Activity:
Your task is to copy every line of the entries that contains "hint".

(Data excerpts)
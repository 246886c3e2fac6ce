use std::cell::RefCell;
use std::collections::HashMap;
use std::sync::atomic::{AtomicU64, Ordering};

use crate::{RelationshipType, SourceId};

/// Prefix for assigned relationship identifiers (`rId1`, `rId2`, ...).
pub const REL_ID_PREFIX: &str = "rId";

/// The identity of a relationship for identifier-reuse purposes.
///
/// The target participates only for external relationships: internal
/// same-type same-source links are considered duplicates of one manifest
/// entry regardless of how the target path is spelled, while external links
/// to different URIs must stay distinct.
#[derive(Debug, Clone, PartialEq, Eq, Hash)]
pub struct RelKey {
    source: SourceId,
    rel_type: RelationshipType,
    external_target: Option<String>,
}

impl RelKey {
    pub fn new(
        source: SourceId,
        rel_type: RelationshipType,
        external_target: Option<&str>,
    ) -> Self {
        RelKey {
            source,
            rel_type,
            external_target: external_target.map(str::to_owned),
        }
    }
}

/// Per-thread store assigning sequential `rId{n}` identifiers to distinct
/// [`RelKey`]s, exactly once per key.
///
/// Each thread that touches [`IdRegistry::with_current`] lazily gets its own
/// fresh registry, so concurrent package builds number their relationships
/// independently without sharing a counter. Registries never evict; they live
/// as long as their owning thread.
#[derive(Debug)]
pub struct IdRegistry {
    scope: u64,
    ids: HashMap<RelKey, String>,
    next: usize,
}

static NEXT_SCOPE: AtomicU64 = AtomicU64::new(1);

thread_local! {
    static CURRENT: RefCell<IdRegistry> = RefCell::new(IdRegistry::new());
}

impl IdRegistry {
    pub fn new() -> Self {
        IdRegistry {
            scope: NEXT_SCOPE.fetch_add(1, Ordering::Relaxed),
            ids: HashMap::new(),
            next: 0,
        }
    }

    /// Return the identifier for `key`, assigning the next sequential one on
    /// first sight. Assignment order is first-resolution order.
    pub fn resolve(&mut self, key: &RelKey) -> String {
        if let Some(id) = self.ids.get(key) {
            return id.clone();
        }
        self.next += 1;
        let id = format!("{REL_ID_PREFIX}{}", self.next);
        self.ids.insert(key.clone(), id.clone());
        id
    }

    /// Run `f` against the calling thread's registry.
    ///
    /// The registry is created empty on the thread's first call; two threads
    /// never observe the same instance.
    pub fn with_current<R>(f: impl FnOnce(&mut IdRegistry) -> R) -> R {
        CURRENT.with(|cell| f(&mut cell.borrow_mut()))
    }

    /// Process-unique identity of this registry instance. Lets callers (and
    /// tests) check that two execution contexts hold distinct registries.
    pub fn scope_id(&self) -> u64 {
        self.scope
    }

    /// Number of distinct keys assigned so far.
    pub fn len(&self) -> usize {
        self.ids.len()
    }

    pub fn is_empty(&self) -> bool {
        self.ids.is_empty()
    }

    /// Forget every assignment and restart numbering at `rId1`.
    pub fn clear(&mut self) {
        self.ids.clear();
        self.next = 0;
    }
}

impl Default for IdRegistry {
    fn default() -> Self {
        Self::new()
    }
}
use thiserror::Error;

/// Errors produced while constructing or serializing relationships.
#[derive(Debug, Error)]
pub enum RelsError {
    #[error("unrecognized relationship type: {0}")]
    InvalidType(String),
    #[error("invalid target mode: {0} (expected Internal or External)")]
    InvalidTargetMode(String),
    #[error("relationship target must be non-empty")]
    EmptyTarget,
    #[error("xml error: {0}")]
    Xml(#[from] quick_xml::Error),
    #[error("io error: {0}")]
    Io(#[from] std::io::Error),
    #[error("utf-8 error: {0}")]
    Utf8(#[from] std::string::FromUtf8Error),
}
use chrono::NaiveDate;
use serde::{Deserialize, Serialize};
use serde_json::{Map, Value};
use thiserror::Error;

use super::money::Money;
use super::period::DateRange;

/// Record keys with fixed meaning; open fields must not shadow them.
pub const RESERVED_FIELDS: [&str; 4] = ["date", "value", "balance_after", "category"];

/// One dated, signed monetary movement plus free-form descriptive fields.
///
/// The open `fields` map carries whatever columns the bank export had
/// (addressee, subject, remote account, ...), in source order. All values
/// are text; the persistence layer rejects anything else at the load
/// boundary.
#[derive(Debug, Clone, PartialEq, Serialize, Deserialize)]
pub struct Transaction {
    pub date: NaiveDate,
    pub value: Money,
    /// Running balance immediately after this transaction. Derived and
    /// cached; recomputed from the set's opening balance on load.
    #[serde(skip_serializing_if = "Option::is_none")]
    pub balance_after: Option<Money>,
    #[serde(skip_serializing_if = "Option::is_none")]
    category: Option<String>,
    #[serde(flatten)]
    fields: Map<String, Value>,
    // Volatile; true once the category changed since load or last save.
    #[serde(skip)]
    modified: bool,
}

impl Transaction {
    pub fn new(date: NaiveDate, value: Money) -> Self {
        Transaction {
            date,
            value,
            balance_after: None,
            category: None,
            fields: Map::new(),
            modified: false,
        }
    }

    pub fn category(&self) -> Option<&str> {
        self.category.as_deref()
    }

    /// Assigns or clears the category, marking the transaction modified
    /// only on an actual change.
    pub fn set_category(&mut self, category: Option<&str>) {
        if self.category.as_deref() != category {
            self.category = category.map(str::to_owned);
            self.modified = true;
        }
    }

    pub fn field(&self, name: &str) -> Option<&str> {
        self.fields.get(name).and_then(Value::as_str)
    }

    /// The open fields in source order. Non-string values (rejected at
    /// load time) are skipped.
    pub fn fields(&self) -> impl Iterator<Item = (&str, &str)> {
        self.fields
            .iter()
            .filter_map(|(k, v)| v.as_str().map(|s| (k.as_str(), s)))
    }

    pub fn insert_field(&mut self, name: &str, value: &str) {
        debug_assert!(!RESERVED_FIELDS.contains(&name));
        self.fields.insert(name.to_owned(), Value::String(value.to_owned()));
    }

    /// Name of the first open field whose value is not a JSON string,
    /// if any. Used by the codec for shape validation.
    pub fn non_string_field(&self) -> Option<&str> {
        self.fields
            .iter()
            .find(|(_, v)| !v.is_string())
            .map(|(k, _)| k.as_str())
    }

    pub fn is_modified(&self) -> bool {
        self.modified
    }

    pub fn clear_modified(&mut self) {
        self.modified = false;
    }
}

/// Disagreement between recomputed running balances and stored anchors.
#[derive(Debug, Clone, PartialEq, Error)]
pub enum BalanceError {
    #[error("entry {index} ({date}): stored balance {stored} disagrees with computed {computed}")]
    Entry {
        index: usize,
        date: NaiveDate,
        stored: Money,
        computed: Money,
    },
    #[error("declared closing balance {declared} disagrees with computed {computed}")]
    Closing { declared: Money, computed: Money },
}

/// The transactions from one source file plus its declared balance
/// anchors. `None` anchors mean "unknown, do not validate", the shape a
/// CSV import produces when the export carries no balance column.
#[derive(Debug, Clone, PartialEq)]
pub struct TransactionSet {
    /// Identity of the backing file, used in error messages.
    pub source: String,
    pub opening_balance: Option<Money>,
    pub closing_balance: Option<Money>,
    /// Extra header fields from line 1, preserved verbatim on rewrite.
    pub header_fields: Map<String, Value>,
    entries: Vec<Transaction>,
}

impl TransactionSet {
    pub fn new(source: impl Into<String>) -> Self {
        TransactionSet {
            source: source.into(),
            opening_balance: None,
            closing_balance: None,
            header_fields: Map::new(),
            entries: Vec::new(),
        }
    }

    pub fn entries(&self) -> &[Transaction] {
        &self.entries
    }

    pub fn entry_mut(&mut self, index: usize) -> Option<&mut Transaction> {
        self.entries.get_mut(index)
    }

    pub fn push(&mut self, trn: Transaction) {
        self.entries.push(trn);
    }

    pub fn len(&self) -> usize {
        self.entries.len()
    }

    pub fn is_empty(&self) -> bool {
        self.entries.is_empty()
    }

    /// Orders entries by date; same-date entries keep their original
    /// relative order (stable sort).
    pub fn sort_entries(&mut self) {
        self.entries.sort_by_key(|t| t.date);
    }

    /// First to last entry date, or `None` for an empty set.
    pub fn date_range(&self) -> Option<DateRange> {
        let first = self.entries.iter().map(|t| t.date).min()?;
        let last = self.entries.iter().map(|t| t.date).max()?;
        Some(DateRange::new(first, last))
    }

    pub fn value_sum(&self) -> Money {
        self.entries
            .iter()
            .map(|t| t.value)
            .fold(Money::zero(), |a, b| a + b)
    }

    /// Recomputes every `balance_after` from the opening balance,
    /// cross-checking stored values and the declared closing balance on
    /// the way. With an unknown opening balance this is a no-op: there
    /// is no anchor to validate against.
    ///
    /// A missing closing balance is filled in with the computed total.
    pub fn recompute_balances(&mut self) -> Result<(), BalanceError> {
        let Some(opening) = self.opening_balance else {
            return Ok(());
        };

        let mut running = opening;
        for (index, trn) in self.entries.iter_mut().enumerate() {
            running += trn.value;
            if let Some(stored) = trn.balance_after {
                if stored != running {
                    return Err(BalanceError::Entry {
                        index,
                        date: trn.date,
                        stored,
                        computed: running,
                    });
                }
            }
            trn.balance_after = Some(running);
        }

        match self.closing_balance {
            Some(declared) if declared != running => {
                Err(BalanceError::Closing { declared, computed: running })
            }
            _ => {
                self.closing_balance = Some(running);
                Ok(())
            }
        }
    }

    pub fn is_modified(&self) -> bool {
        self.entries.iter().any(Transaction::is_modified)
    }

    pub fn clear_modified(&mut self) {
        for trn in &mut self.entries {
            trn.clear_modified();
        }
    }
}

#[cfg(test)]
mod tests {
    use super::*;

    fn date(y: i32, m: u32, d: u32) -> NaiveDate {
        NaiveDate::from_ymd_opt(y, m, d).unwrap()
    }

    fn trn(y: i32, m: u32, d: u32, cents: i64) -> Transaction {
        Transaction::new(date(y, m, d), Money::from_cents(cents))
    }

    fn sample_set() -> TransactionSet {
        let mut set = TransactionSet::new("test.jsonl");
        set.opening_balance = Some(Money::from_cents(10000));
        set.push(trn(2020, 1, 1, -2000));
        set.push(trn(2020, 1, 5, 500));
        set
    }

    #[test]
    fn balances_recomputed_from_opening() {
        let mut set = sample_set();
        set.recompute_balances().unwrap();
        assert_eq!(set.entries()[0].balance_after, Some(Money::from_cents(8000)));
        assert_eq!(set.entries()[1].balance_after, Some(Money::from_cents(8500)));
        assert_eq!(set.closing_balance, Some(Money::from_cents(8500)));
    }

    #[test]
    fn prefix_sums_match_balances() {
        let mut set = sample_set();
        set.recompute_balances().unwrap();
        let opening = set.opening_balance.unwrap();
        let mut sum = Money::zero();
        for trn in set.entries() {
            sum += trn.value;
            assert_eq!(trn.balance_after, Some(opening + sum));
        }
        assert_eq!(set.closing_balance, Some(opening + sum));
    }

    #[test]
    fn stored_balance_mismatch_names_the_entry() {
        let mut set = sample_set();
        set.entry_mut(1).unwrap().balance_after = Some(Money::from_cents(9999));
        let err = set.recompute_balances().unwrap_err();
        assert_eq!(
            err,
            BalanceError::Entry {
                index: 1,
                date: date(2020, 1, 5),
                stored: Money::from_cents(9999),
                computed: Money::from_cents(8500),
            }
        );
    }

    #[test]
    fn declared_closing_mismatch_is_an_error() {
        let mut set = sample_set();
        set.closing_balance = Some(Money::from_cents(8600));
        assert!(matches!(
            set.recompute_balances(),
            Err(BalanceError::Closing { .. })
        ));
    }

    #[test]
    fn unknown_opening_skips_validation() {
        let mut set = TransactionSet::new("import.csv");
        set.push(trn(2020, 1, 1, -2000));
        set.closing_balance = Some(Money::from_cents(123));
        set.recompute_balances().unwrap();
        assert_eq!(set.entries()[0].balance_after, None);
    }

    #[test]
    fn empty_set_closing_equals_opening() {
        let mut set = TransactionSet::new("empty.jsonl");
        set.opening_balance = Some(Money::from_cents(4200));
        set.recompute_balances().unwrap();
        assert_eq!(set.closing_balance, Some(Money::from_cents(4200)));
    }

    #[test]
    fn sort_is_stable_for_same_date() {
        let mut set = TransactionSet::new("test.jsonl");
        let mut a = trn(2020, 1, 5, 100);
        a.insert_field("details", "first");
        let b = trn(2020, 1, 1, 200);
        let mut c = trn(2020, 1, 5, 300);
        c.insert_field("details", "second");
        set.push(a);
        set.push(b);
        set.push(c);
        set.sort_entries();

        assert_eq!(set.entries()[0].date, date(2020, 1, 1));
        assert_eq!(set.entries()[1].field("details"), Some("first"));
        assert_eq!(set.entries()[2].field("details"), Some("second"));
    }

    #[test]
    fn set_category_tracks_modification() {
        let mut t = trn(2020, 1, 1, 100);
        assert!(!t.is_modified());

        t.set_category(Some("Food/Restaurants"));
        assert!(t.is_modified());
        assert_eq!(t.category(), Some("Food/Restaurants"));

        t.clear_modified();
        // No-op assignment does not re-mark.
        t.set_category(Some("Food/Restaurants"));
        assert!(!t.is_modified());

        t.set_category(None);
        assert!(t.is_modified());
        assert_eq!(t.category(), None);
    }

    #[test]
    fn date_range_spans_entries() {
        let set = sample_set();
        let range = set.date_range().unwrap();
        assert_eq!(range.start, date(2020, 1, 1));
        assert_eq!(range.end, date(2020, 1, 5));
        assert!(TransactionSet::new("x").date_range().is_none());
    }

    #[test]
    fn serde_round_trips_open_fields_in_order() {
        let mut t = trn(2020, 1, 1, -2000);
        t.insert_field("details", "Rent January");
        t.insert_field("addressee", "ACME Housing");
        t.set_category(Some("Housing"));

        let json = serde_json::to_string(&t).unwrap();
        // Open fields flatten into the record, after the fixed keys.
        assert!(json.contains("\"details\":\"Rent January\""));
        assert!(json.find("details").unwrap() < json.find("addressee").unwrap());

        let mut back: Transaction = serde_json::from_str(&json).unwrap();
        back.clear_modified();
        let mut expected = t.clone();
        expected.clear_modified();
        assert_eq!(back, expected);
    }
}
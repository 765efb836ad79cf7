use chrono::NaiveDate;
use serde::{Deserialize, Serialize};
use std::fmt;

/// Inclusive date span, e.g. the period covered by one transaction file.
#[derive(Debug, Clone, Copy, PartialEq, Eq, Serialize, Deserialize)]
pub struct DateRange {
    pub start: NaiveDate,
    pub end: NaiveDate,
}

impl fmt::Display for DateRange {
    fn fmt(&self, f: &mut fmt::Formatter<'_>) -> fmt::Result {
        write!(f, "{} to {}", self.start, self.end)
    }
}

impl DateRange {
    pub fn new(start: NaiveDate, end: NaiveDate) -> Self {
        DateRange { start, end }
    }

    pub fn contains(self, date: NaiveDate) -> bool {
        date >= self.start && date <= self.end
    }

    /// True if the two ranges share at least one day.
    pub fn overlaps(self, other: DateRange) -> bool {
        self.start <= other.end && other.start <= self.end
    }
}
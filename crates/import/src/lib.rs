pub mod csv;

pub use csv::{import_csv, ColumnMapping, CsvImportError, FieldColumn, ImportProfile};
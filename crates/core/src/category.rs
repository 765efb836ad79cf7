//! The category catalog: a tree of category names loaded from a JSON
//! side file, consulted read-only by the store and the selection engine.
//!
//! File shape: nested objects declare children, leaf arrays hold
//! auto-assignment rules. Each rule is a selection expression compiled
//! at load time:
//!
//! ```json
//! {
//!     "Food": {
//!         "Restaurants": ["text~pizza or text~restaurant"],
//!         "Groceries": ["text~supermarket"]
//!     },
//!     "Transfers": []
//! }
//! ```

use serde_json::{Map, Value};
use std::collections::HashMap;
use thiserror::Error;

use super::selection::{Selection, SelectionError};
use super::transaction::Transaction;

/// Separator between parent and child in a category path,
/// e.g. `Food/Restaurants`.
pub const SEPARATOR: char = '/';

#[derive(Debug, Clone)]
struct Node {
    path: String,
    rules: Vec<Selection>,
}

#[derive(Debug, Error)]
pub enum CatalogError {
    #[error("invalid catalog JSON: {0}")]
    Json(#[from] serde_json::Error),
    #[error("catalog entry '{path}': {reason}")]
    Shape { path: String, reason: String },
    #[error("category '{category}', rule '{rule}': {source}")]
    Rule {
        category: String,
        rule: String,
        #[source]
        source: SelectionError,
    },
}

/// Hierarchical classification reference. Paths are stored in
/// declaration order, parents before their children.
#[derive(Debug, Clone, Default)]
pub struct Catalog {
    nodes: Vec<Node>,
    index: HashMap<String, usize>,
}

impl Catalog {
    pub fn from_json_str(data: &str) -> Result<Self, CatalogError> {
        let root: Value = serde_json::from_str(data)?;
        let Value::Object(tree) = root else {
            return Err(CatalogError::Shape {
                path: String::new(),
                reason: "top level must be an object".into(),
            });
        };

        let mut catalog = Catalog::default();
        catalog.add_tree(&tree, "")?;
        Ok(catalog)
    }

    fn add_tree(&mut self, tree: &Map<String, Value>, prefix: &str) -> Result<(), CatalogError> {
        for (name, value) in tree {
            let path = if prefix.is_empty() {
                name.clone()
            } else {
                format!("{prefix}{SEPARATOR}{name}")
            };

            if name.is_empty() || name.contains(SEPARATOR) {
                return Err(CatalogError::Shape {
                    path,
                    reason: format!("category names must be non-empty and free of '{SEPARATOR}'"),
                });
            }

            match value {
                Value::Object(children) => {
                    self.add_node(path.clone(), &[])?;
                    self.add_tree(children, &path)?;
                }
                Value::Array(raw_rules) => {
                    let mut rules = Vec::with_capacity(raw_rules.len());
                    for raw in raw_rules {
                        let Some(rule) = raw.as_str() else {
                            return Err(CatalogError::Shape {
                                path,
                                reason: "rules must be strings".into(),
                            });
                        };
                        rules.push(rule.to_owned());
                    }
                    self.add_node(path, &rules)?;
                }
                _ => {
                    return Err(CatalogError::Shape {
                        path,
                        reason: "value must be an object (children) or an array (rules)".into(),
                    })
                }
            }
        }
        Ok(())
    }

    fn add_node(&mut self, path: String, rules: &[String]) -> Result<(), CatalogError> {
        let compiled = rules
            .iter()
            .map(|rule| {
                Selection::compile(rule).map_err(|source| CatalogError::Rule {
                    category: path.clone(),
                    rule: rule.clone(),
                    source,
                })
            })
            .collect::<Result<Vec<_>, _>>()?;

        self.index.insert(path.clone(), self.nodes.len());
        self.nodes.push(Node { path, rules: compiled });
        Ok(())
    }

    pub fn is_empty(&self) -> bool {
        self.nodes.is_empty()
    }

    pub fn len(&self) -> usize {
        self.nodes.len()
    }

    pub fn exists(&self, name: &str) -> bool {
        self.index.contains_key(name)
    }

    /// True if `name` is a strict descendant of `ancestor`; both must be
    /// declared. A node is not its own descendant.
    pub fn is_descendant(&self, name: &str, ancestor: &str) -> bool {
        self.exists(name)
            && self.exists(ancestor)
            && name.len() > ancestor.len()
            && name.starts_with(ancestor)
            && name.as_bytes()[ancestor.len()] == SEPARATOR as u8
    }

    /// All category paths in declaration order.
    pub fn paths(&self) -> impl Iterator<Item = &str> {
        self.nodes.iter().map(|n| n.path.as_str())
    }

    pub fn roots(&self) -> impl Iterator<Item = &str> {
        self.paths().filter(|p| !p.contains(SEPARATOR))
    }

    /// Case-insensitive substring search over paths.
    pub fn search(&self, hint: &str) -> Vec<&str> {
        let hint = hint.to_lowercase();
        self.paths()
            .filter(|p| p.to_lowercase().contains(&hint))
            .collect()
    }

    /// Categories whose rules match the transaction, in declaration
    /// order. Empty when no rule fires; more than one entry means the
    /// assignment is ambiguous and left to the user.
    pub fn candidates(&self, trn: &Transaction) -> Vec<&str> {
        self.nodes
            .iter()
            .filter(|n| n.rules.iter().any(|rule| rule.matches(trn, self)))
            .map(|n| n.path.as_str())
            .collect()
    }
}

#[cfg(test)]
mod tests {
    use super::*;
    use crate::money::Money;
    use chrono::NaiveDate;

    fn catalog() -> Catalog {
        Catalog::from_json_str(
            r#"{
                "Food": {
                    "Restaurants": ["text~pizza", "text~restaurant"],
                    "Groceries": ["text~supermarket"]
                },
                "Housing": ["text~rent and value<0"],
                "Transfers": []
            }"#,
        )
        .unwrap()
    }

    fn trn(details: &str, cents: i64) -> Transaction {
        let mut t = Transaction::new(
            NaiveDate::from_ymd_opt(2020, 1, 15).unwrap(),
            Money::from_cents(cents),
        );
        t.insert_field("details", details);
        t
    }

    #[test]
    fn paths_are_flattened_in_declaration_order() {
        let cats: Vec<_> = catalog().paths().map(str::to_owned).collect();
        assert_eq!(
            cats,
            ["Food", "Food/Restaurants", "Food/Groceries", "Housing", "Transfers"]
        );
    }

    #[test]
    fn exists_and_roots() {
        let c = catalog();
        assert!(c.exists("Food"));
        assert!(c.exists("Food/Restaurants"));
        assert!(!c.exists("Restaurants"));
        assert_eq!(c.roots().collect::<Vec<_>>(), ["Food", "Housing", "Transfers"]);
    }

    #[test]
    fn descendants_are_strict_and_declared() {
        let c = catalog();
        assert!(c.is_descendant("Food/Restaurants", "Food"));
        assert!(!c.is_descendant("Food", "Food"));
        assert!(!c.is_descendant("Food/Restaurants", "Housing"));
        // Prefix alone is not enough: both paths must be declared.
        assert!(!c.is_descendant("Food/Bars", "Food"));
    }

    #[test]
    fn search_is_case_insensitive() {
        let c = catalog();
        assert_eq!(c.search("rest"), ["Food/Restaurants"]);
        assert_eq!(c.search("FOOD"), ["Food", "Food/Restaurants", "Food/Groceries"]);
        assert!(c.search("xyz").is_empty());
    }

    #[test]
    fn candidates_collect_all_matching_rules() {
        let c = catalog();
        assert_eq!(c.candidates(&trn("PIZZA PALACE", -1500)), ["Food/Restaurants"]);
        assert_eq!(c.candidates(&trn("Monthly rent", -80000)), ["Housing"]);
        // Rule with a value guard: positive "rent" does not match.
        assert!(c.candidates(&trn("rent deposit refund", 80000)).is_empty());
        assert!(c.candidates(&trn("nothing relevant", 100)).is_empty());
    }

    #[test]
    fn ambiguous_candidates_are_all_reported() {
        let c = Catalog::from_json_str(
            r#"{"A": ["text~market"], "B": ["text~super"]}"#,
        )
        .unwrap();
        assert_eq!(c.candidates(&trn("SUPERMARKET", -100)), ["A", "B"]);
    }

    #[test]
    fn bad_shapes_are_rejected() {
        assert!(matches!(
            Catalog::from_json_str("[]").unwrap_err(),
            CatalogError::Shape { .. }
        ));
        assert!(matches!(
            Catalog::from_json_str(r#"{"A": 3}"#).unwrap_err(),
            CatalogError::Shape { .. }
        ));
        assert!(matches!(
            Catalog::from_json_str(r#"{"A": [3]}"#).unwrap_err(),
            CatalogError::Shape { .. }
        ));
        assert!(matches!(
            Catalog::from_json_str(r#"{"A/B": []}"#).unwrap_err(),
            CatalogError::Shape { .. }
        ));
        assert!(matches!(
            Catalog::from_json_str("not json").unwrap_err(),
            CatalogError::Json(_)
        ));
    }

    #[test]
    fn uncompilable_rule_is_rejected_with_context() {
        let err = Catalog::from_json_str(r#"{"A": ["value~3"]}"#).unwrap_err();
        match err {
            CatalogError::Rule { category, rule, .. } => {
                assert_eq!(category, "A");
                assert_eq!(rule, "value~3");
            }
            other => panic!("expected rule error, got {other:?}"),
        }
    }

    #[test]
    fn empty_catalog_knows_nothing() {
        let c = Catalog::default();
        assert!(c.is_empty());
        assert!(!c.exists("Food"));
        assert!(c.candidates(&trn("pizza", -100)).is_empty());
    }
}
impl Selection {
    pub fn compile(source: &str) -> Result<Self, SelectionError> {
        let tokens = tokenize(source)?;
        let mut parser = Parser { tokens, pos: 0, src_len: source.len() };
        let expr = parser.parse_expr()?;
        if let Some(tok) = parser.peek() {
            return Err(SelectionError::Unexpected {
                pos: tok.pos,
                expected: "'and', 'or' or end of expression",
                found: tok.describe(),
            });
        }
        Ok(Selection { expr, source: source.to_owned() })
    }

    pub fn source(&self) -> &str {
        &self.source
    }

    /// Pure and total: never errors, never mutates. Hierarchical
    /// category matching consults the catalog.
    pub fn matches(&self, trn: &Transaction, catalog: &Catalog) -> bool {
        eval(&self.expr, trn, catalog)
    }
}

fn eval(expr: &Expr, trn: &Transaction, catalog: &Catalog) -> bool {
    match expr {
        Expr::Not(inner) => !eval(inner, trn, catalog),
        Expr::And(a, b) => eval(a, trn, catalog) && eval(b, trn, catalog),
        Expr::Or(a, b) => eval(a, trn, catalog) || eval(b, trn, catalog),
        Expr::Cmp { field: _, op, operand } => match operand {
            Operand::Date(pattern) => {
                let d = trn.date;
                match op {
                    CmpOp::Eq => d >= pattern.first_day() && d <= pattern.last_day(),
                    CmpOp::Ne => d < pattern.first_day() || d > pattern.last_day(),
                    CmpOp::Lt => d < pattern.first_day(),
                    CmpOp::Le => d <= pattern.last_day(),
                    CmpOp::Gt => d > pattern.last_day(),
                    CmpOp::Ge => d >= pattern.first_day(),
                    CmpOp::Contains => false,
                }
            }
            Operand::Amount(amount) => {
                let v = trn.value.as_decimal();
                match op {
                    CmpOp::Eq => v == *amount,
                    CmpOp::Ne => v != *amount,
                    CmpOp::Lt => v < *amount,
                    CmpOp::Le => v <= *amount,
                    CmpOp::Gt => v > *amount,
                    CmpOp::Ge => v >= *amount,
                    CmpOp::Contains => false,
                }
            }
            Operand::Category(wanted) => {
                let hit = match (trn.category(), wanted.as_deref()) {
                    (None, None) => true,
                    (None, Some(_)) | (Some(_), None) => false,
                    (Some(have), Some(want)) => {
                        have == want || catalog.is_descendant(have, want)
                    }
                };
                match op {
                    CmpOp::Eq => hit,
                    CmpOp::Ne => !hit,
                    _ => false,
                }
            }
            Operand::Needle(needle) => trn
                .fields()
                .any(|(_, value)| value.to_lowercase().contains(needle.as_str())),
        },
    }
}

// ── lexer ─────────────────────────────────────────────────────────────────

#[derive(Debug, Clone, PartialEq)]
enum Tok {
    Word(String),
    Quoted(String),
    Op(CmpOp),
    LParen,
    RParen,
}

#[derive(Debug, Clone, PartialEq)]
struct Token {
    pos: usize,
    tok: Tok,
}

impl Token {
    fn describe(&self) -> String {
        match &self.tok {
            Tok::Word(w) => w.clone(),
            Tok::Quoted(q) => format!("'{q}'"),
            Tok::Op(op) => op.symbol().to_owned(),
            Tok::LParen => "(".to_owned(),
            Tok::RParen => ")".to_owned(),
        }
    }
}

fn is_word_char(c: char) -> bool {
    c.is_alphanumeric() || matches!(c, '_' | '-' | '.' | '/' | '+' | ':')
}
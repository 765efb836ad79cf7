pub mod error;
pub mod jsonl;
pub mod store;

pub use error::StoreError;
pub use jsonl::{read_set, write_set};
pub use store::{AutoAssignSummary, Store, TrnId};
use std::io;
use std::path::PathBuf;
use thiserror::Error;

use tabula_core::BalanceError;

/// Errors from loading, merging, editing and saving transaction files.
///
/// Nothing here is recoverable by silently skipping data: a malformed
/// line or a balance mismatch aborts the whole load of that file.
#[derive(Debug, Error)]
pub enum StoreError {
    #[error("{}:{line}: malformed record: {reason}", .path.display())]
    MalformedRecord {
        path: PathBuf,
        line: usize,
        reason: String,
    },

    #[error("{}: {source}", .path.display())]
    BalanceMismatch {
        path: PathBuf,
        #[source]
        source: BalanceError,
    },

    #[error("overlapping periods: '{a}' and '{b}' both cover part of the same date range")]
    OverlappingPeriods { a: String, b: String },

    #[error("unknown category '{0}'")]
    UnknownCategory(String),

    #[error("no transaction at the given reference")]
    NoSuchTransaction,

    #[error("{}: {source}", .path.display())]
    Io {
        path: PathBuf,
        #[source]
        source: io::Error,
    },
}

impl StoreError {
    pub(crate) fn io(path: impl Into<PathBuf>, source: io::Error) -> Self {
        StoreError::Io { path: path.into(), source }
    }

    pub(crate) fn malformed(
        path: impl Into<PathBuf>,
        line: usize,
        reason: impl Into<String>,
    ) -> Self {
        StoreError::MalformedRecord {
            path: path.into(),
            line,
            reason: reason.into(),
        }
    }
}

Task answer:
    pub fn search(&self, hint: &str) -> Vec<&str> {
        let hint = hint.to_lowercase();
            .filter(|p| p.to_lowercase().contains(&hint))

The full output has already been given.